Age UK’s Planning for Later Life project, funded by Prudential, is designed to help people adapt to just some of these challenges.  Initially piloted with 11 local Age UKs across England and Wales, to date it has helped 2,590 older people through face to face advice sessions, home visits and telephone support. From January 2014 we will be rolling it out more widely.

So far, the programme has resulted in extra income for clients, through access to welfare benefits and grants, but its real value is the personal and holistic nature of the support it gives.  Each client has their own story.  The difference with this programme is that it enables staff or volunteers to look at people’s situation in the round and link them in to a wide range of services. For example, when someone is referred to the service following bereavement, they may be helped to claim appropriate benefits, sort out their finances, and be introduced to new friends through an activity group.

A wide range of life events have brought clients to the programme, but more often than not it is because of an unexpected financial difficulty. For example, a husband going into care and his wife being unable to manage the bills and ending up with arrears on her utility bills. Rising utility prices feature frequently – perhaps not surprisingly since for many retired households on low incomes, energy is now the largest household expense.
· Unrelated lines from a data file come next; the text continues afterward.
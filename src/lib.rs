//! # Gatehouse
//!
//! `gatehouse` is a small session-authenticated web portal: user signup and
//! login backed by a Postgres user table, a clearance-gated page, and a
//! contact form that best-effort emails submissions to a fixed operator
//! address.
//!
//! ## Sessions
//!
//! Authentication is cookie-based. A successful login stores the SHA-256
//! hash of a random token in the `sessions` table and hands the raw token
//! back in an `HttpOnly` cookie; raw tokens never touch the database.
//! Gated routes (`/profile`, `/logout`, `/encrypted`) redirect anonymous
//! clients to `/login` instead of rendering.
//!
//! ## Flash messages
//!
//! Validation and notifier outcomes are carried across redirects in a
//! one-shot cookie that the next rendered page consumes and clears.

pub mod api;
pub mod cli;

#[allow(clippy::doc_markdown, clippy::needless_raw_string_hashes)]
pub mod built_info {
    include!(concat!(env!("OUT_DIR"), "/built.rs"));
}

pub const GIT_COMMIT_HASH: &str = match built_info::GIT_COMMIT_HASH {
    Some(hash) => hash,
    None => "unknown",
};

pub const APP_USER_AGENT: &str = concat!(env!("CARGO_PKG_NAME"), "/", env!("CARGO_PKG_VERSION"),);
The programme has also demonstrated the importance of outreach and home visits to the most vulnerable older people. Sometimes it is actually the most efficient way to deliver the support as sessions carried out through different channels may need a number of separate interventions to achieve the same outcomes that can result from just one home visit.

So, as the Money Advice Service come to develop the UK strategy what lessons have we learnt about what an age-friendly financial capability strategy would look like?  We think it would:

  • Recognise that financial capability is for life – not just for a particular life stage and enable people to cope with change at any age.
  • People often seek help and advice only when a problem arises – key to any strategy is to help people develop their future financial resilience.
  • People are likely to need referrals to a range of services so the co-ordination between local and national services needs to be improved.
  • Whilst ‘remote’ methods of delivery such as internet and telephone services are vital without ring-fenced funding for face-to-face and outreach services the most vulnerable in society are at risk of being ignored.

Find out more about money matters on the Age UK website

Read more about the Money Advice Service Financial Capability report

Author: Age UK

Age UK is dedicated to helping everyone make the most of later life. In the UK we help more than 7 million older people each year by providing advice, combating loneliness and enabling independence. Locally, we work as part of a network of independent charities which includes Age UK, Age Cymru, Age NI and Age Scotland and over 150 local Age UK partners in England and Wales.

One thought on “Age-friendly financial capability”

  1. My poor father after spending 35 years with my mum, taking on her 6 children, working hard to keep a roof over our head and kept us fed and watered. Yet the government upon her death tells him that he has no rights in respect of her upon her death. He is a state pensioner, low income, struggling to cope, yet he’s not entitled to even claim the bereavement fund because they were not married. How sad and perverse is this that our government can possible draw that conclusion. He was even told when registering the death that if we wasn’t present when she dies he could register her death, again because they were not married. He cannot even take action for neglect against the nursing home that so severely neglected her leading to her death, again because they were not married.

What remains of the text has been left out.